Another U.S.-Wide Housing Slump Is Coming - harambae
https://www.bloomberg.com/opinion/articles/2020-04-10/coronavirus-fallout-u-s-housing-prices-will-tumble
======
arcticbull
Interesting that "housing is still overvalued" \-- I'm not entirely sure that
it's drastically priced out of line with history. The price per square foot of
the average American home, when adjusted for inflation, is almost exactly the
same as in 1978 -- right around $130. What's changed is houses have gotten
bigger (1600 sqft vs 2400). [1]

Now there are pools where arbitrary supply constraints have created massive
price increases above inflation (SF, NY) but those markets are historically
the ones least affected by a downturn anyways.
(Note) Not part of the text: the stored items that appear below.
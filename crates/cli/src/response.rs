#![forbid(unsafe_code)]

use gm_core::GoalError;
use serde_json::{Value, json};

pub(crate) fn ok_with_warnings(intent: &str, result: Value, warnings: Vec<Value>) -> Value {
    json!({
        "success": true,
        "intent": intent,
        "result": result,
        "warnings": warnings,
        "error": null
    })
}

pub(crate) fn error_with(code: &str, message: &str, recovery: Option<&str>) -> Value {
    let mut error_obj = serde_json::Map::new();
    error_obj.insert("code".to_string(), Value::String(code.to_string()));
    error_obj.insert(
        "message".to_string(),
        Value::String(message.trim().to_string()),
    );
    if let Some(recovery) = recovery {
        error_obj.insert(
            "recovery".to_string(),
            Value::String(recovery.trim().to_string()),
        );
    }
    json!({
        "success": false,
        "intent": "error",
        "result": {},
        "warnings": [],
        "error": Value::Object(error_obj)
    })
}

pub(crate) fn goal_error(err: &GoalError) -> Value {
    let recovery = match err {
        GoalError::Validation(_) => Some("Fix the input and retry."),
        GoalError::NotFound { .. } => Some("Run `goalmap list` to see current goal ids."),
        GoalError::PartialCascade { .. } => Some("Retry the delete on the remaining goals."),
        GoalError::Store(_) => Some("Check the storage directory and retry."),
        GoalError::MalformedTree { .. } | GoalError::Cycle { .. } => None,
    };
    error_with(err.code(), &err.to_string(), recovery)
}

/// Assembly diagnostics surfaced alongside a successful result.
pub(crate) fn diagnostics(errors: &[GoalError]) -> Vec<Value> {
    errors
        .iter()
        .map(|err| json!({ "code": err.code(), "message": err.to_string() }))
        .collect()
}

#[cfg(test)]
mod tests {
    use super::*;
    use gm_core::{GoalId, ValidationError};

    #[test]
    fn error_envelope_carries_code_and_recovery() {
        let err = GoalError::NotFound {
            id: GoalId::try_new(5).unwrap(),
        };
        let value = goal_error(&err);
        assert_eq!(value["success"], false);
        assert_eq!(value["error"]["code"], "NOT_FOUND");
        assert_eq!(value["error"]["message"], "goal 5 not found");
        assert!(value["error"]["recovery"].is_string());
    }

    #[test]
    fn validation_message_is_passed_through() {
        let err = GoalError::from(ValidationError::EmptyTitle);
        let value = goal_error(&err);
        assert_eq!(value["error"]["code"], "VALIDATION");
        assert_eq!(
            value["error"]["message"],
            "validation failed: title must not be empty"
        );
    }

    #[test]
    fn ok_envelope_lists_warnings() {
        let value = ok_with_warnings("list", json!([]), vec![json!({"code": "CYCLE"})]);
        assert_eq!(value["success"], true);
        assert_eq!(value["warnings"][0]["code"], "CYCLE");
        assert!(value["error"].is_null());
    }
}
With that in mind, it's clear
that in SF and NY the price of housing is tied to the economic productivity of
the area, and frankly, the chances big tech is going to cut pay is below zero.
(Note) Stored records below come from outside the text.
#![forbid(unsafe_code)]

use crate::editor::subtree_ids;
use crate::error::{GoalError, ValidationError};
use crate::ids::GoalId;
use crate::layout::LayoutPositions;
use crate::model::{GoalPatch, GoalPriority, GoalStatus, Position, PositionUpdate};
use crate::time::ts_ms_to_rfc3339;
use crate::tree::GoalForest;
use crate::visibility::VisibilitySet;
use serde::{Deserialize, Serialize};

#[derive(Clone, Debug, PartialEq, Eq, Serialize, Deserialize)]
pub struct RenderSettings {
    pub show_descriptions: bool,
    /// Longer descriptions are cut and end with "...". Zero disables the cut.
    pub max_description_length: usize,
}

impl Default for RenderSettings {
    fn default() -> Self {
        Self {
            show_descriptions: true,
            max_description_length: 50,
        }
    }
}

#[derive(Clone, Debug, PartialEq, Eq, Serialize)]
pub struct RenderNodeData {
    pub title: String,
    pub description: Option<String>,
    pub status: GoalStatus,
    pub color: Option<String>,
    pub priority: GoalPriority,
    pub progress: u8,
    pub collapsed: bool,
    pub has_children: bool,
    pub descendant_count: usize,
    pub created_at: String,
    pub updated_at: String,
    pub is_root: bool,
}

#[derive(Clone, Debug, PartialEq, Eq, Serialize)]
pub struct RenderNode {
    pub id: String,
    #[serde(rename = "type")]
    pub kind: &'static str,
    pub position: Position,
    pub hidden: bool,
    pub data: RenderNodeData,
}

#[derive(Clone, Debug, PartialEq, Eq, Serialize)]
pub struct RenderEdge {
    pub id: String,
    pub source: String,
    pub target: String,
    pub hidden: bool,
}

#[derive(Clone, Debug, Default, PartialEq, Eq, Serialize)]
pub struct RenderGraph {
    pub nodes: Vec<RenderNode>,
    pub edges: Vec<RenderEdge>,
}

impl RenderGraph {
    pub fn visible_nodes(&self) -> impl Iterator<Item = &RenderNode> {
        self.nodes.iter().filter(|n| !n.hidden)
    }

    pub fn visible_edges(&self) -> impl Iterator<Item = &RenderEdge> {
        self.edges.iter().filter(|e| !e.hidden)
    }
}

pub fn edge_id(parent: GoalId, child: GoalId) -> String {
    format!("e{parent}-{child}")
}

fn shorten(description: &str, max: usize) -> String {
    if max == 0 || description.chars().count() <= max {
        return description.to_string();
    }
    let mut out: String = description.chars().take(max).collect();
    out.push_str("...");
    out
}

/// Flattens the forest into canvas nodes and parent edges, pre-order.
pub fn project(
    forest: &GoalForest,
    positions: &LayoutPositions,
    visibility: &VisibilitySet,
    settings: &RenderSettings,
) -> RenderGraph {
    let mut graph = RenderGraph::default();
    for (_, node) in forest.iter() {
        let record = &node.record;
        let id = record.id;
        let description = if settings.show_descriptions {
            record
                .description
                .as_deref()
                .map(|d| shorten(d, settings.max_description_length))
        } else {
            None
        };
        graph.nodes.push(RenderNode {
            id: id.to_string(),
            kind: "goal",
            position: positions.get(&id).copied().unwrap_or_else(|| record.position()),
            hidden: !visibility.is_visible(id),
            data: RenderNodeData {
                title: record.title.clone(),
                description,
                status: record.status,
                color: record.color.clone(),
                priority: record.priority,
                progress: node.progress,
                collapsed: record.collapsed,
                has_children: !node.children.is_empty(),
                descendant_count: node.descendant_count,
                created_at: ts_ms_to_rfc3339(record.created_at_ms),
                updated_at: ts_ms_to_rfc3339(record.updated_at_ms),
                is_root: node.is_root(),
            },
        });
        if let Some(parent) = node.parent {
            let parent_id = forest.node(parent).id();
            graph.edges.push(RenderEdge {
                id: edge_id(parent_id, id),
                source: parent_id.to_string(),
                target: id.to_string(),
                hidden: !visibility.is_edge_visible(forest, parent_id, id),
            });
        }
    }
    graph
}

/// Change reported by the canvas, addressed by render id.
#[derive(Clone, Debug, PartialEq, Deserialize)]
#[serde(tag = "kind", rename_all = "snake_case")]
pub enum RenderEdit {
    /// Drag finished with the node at `(x, y)`; its subtree follows.
    NodeMoved { id: String, x: f64, y: f64 },
    /// Text field edits. Empty description or color clears the field.
    FieldsEdited {
        id: String,
        #[serde(default)]
        title: Option<String>,
        #[serde(default)]
        description: Option<String>,
        #[serde(default)]
        status: Option<String>,
        #[serde(default)]
        color: Option<String>,
        #[serde(default)]
        priority: Option<String>,
    },
    ToggleCollapsed { id: String },
}

/// Record store writes that realize one canvas edit.
#[derive(Clone, Debug, Default, PartialEq, Eq)]
pub struct EditPlan {
    pub patches: Vec<(GoalId, GoalPatch)>,
    /// Written as one atomic batch.
    pub positions: Vec<PositionUpdate>,
}

fn render_id(raw: &str) -> Result<GoalId, ValidationError> {
    GoalId::parse(raw).map_err(|err| ValidationError::InvalidId(err.message()))
}

fn parse_field<T>(
    field: &'static str,
    value: Option<String>,
    parse: impl Fn(&str) -> Option<T>,
) -> Result<Option<T>, ValidationError> {
    value
        .map(|raw| parse(&raw).ok_or(ValidationError::UnknownValue { field, value: raw }))
        .transpose()
}

/// Maps a canvas edit back onto record store writes.
pub fn plan_edit(
    forest: &GoalForest,
    positions: &LayoutPositions,
    edit: RenderEdit,
) -> Result<EditPlan, GoalError> {
    match edit {
        RenderEdit::NodeMoved { id, x, y } => {
            let id = render_id(&id)?;
            let target = Position::from_canvas(x, y)?;
            let members = subtree_ids(forest, id)?;
            let current = positions.get(&id).copied().unwrap_or_default();
            let (dx, dy) = (
                target.x.saturating_sub(current.x),
                target.y.saturating_sub(current.y),
            );
            if (dx, dy) == (0, 0) {
                return Ok(EditPlan::default());
            }
            let positions = members
                .iter()
                .map(|member| {
                    let origin = positions.get(member).copied().unwrap_or_default();
                    PositionUpdate::new(*member, origin.offset(dx, dy))
                })
                .collect();
            Ok(EditPlan {
                patches: Vec::new(),
                positions,
            })
        }
        RenderEdit::FieldsEdited {
            id,
            title,
            description,
            status,
            color,
            priority,
        } => {
            let id = render_id(&id)?;
            if !forest.contains(id) {
                return Err(GoalError::NotFound { id });
            }
            let patch = GoalPatch {
                title,
                description: description.map(Some),
                status: parse_field("status", status, GoalStatus::from_str)?,
                color: color.map(Some),
                priority: parse_field("priority", priority, GoalPriority::from_str)?,
                ..GoalPatch::default()
            }
            .normalized()?;
            let patches = if patch.is_empty() {
                Vec::new()
            } else {
                vec![(id, patch)]
            };
            Ok(EditPlan {
                patches,
                positions: Vec::new(),
            })
        }
        RenderEdit::ToggleCollapsed { id } => {
            let id = render_id(&id)?;
            let patch = crate::editor::toggle_collapsed(forest, id)?;
            Ok(EditPlan {
                patches: vec![(id, patch)],
                positions: Vec::new(),
            })
        }
    }
}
The dot-com bubble only took 10% off the average house price in SF. The 2008
_mortage crisis_ took 27% over the entire time period -- which was followed by
an 88% increase. [2]

[1] [https://www.supermoney.com/inflation-adjusted-home-
prices/](https://www.supermoney.com/inflation-adjusted-home-prices/)

[2]
[https://www.bayareamarketreports.com/trend/3-recessions-2-bu...](https://www.bayareamarketreports.com/trend/3-recessions-2-bubbles-
and-a-baby)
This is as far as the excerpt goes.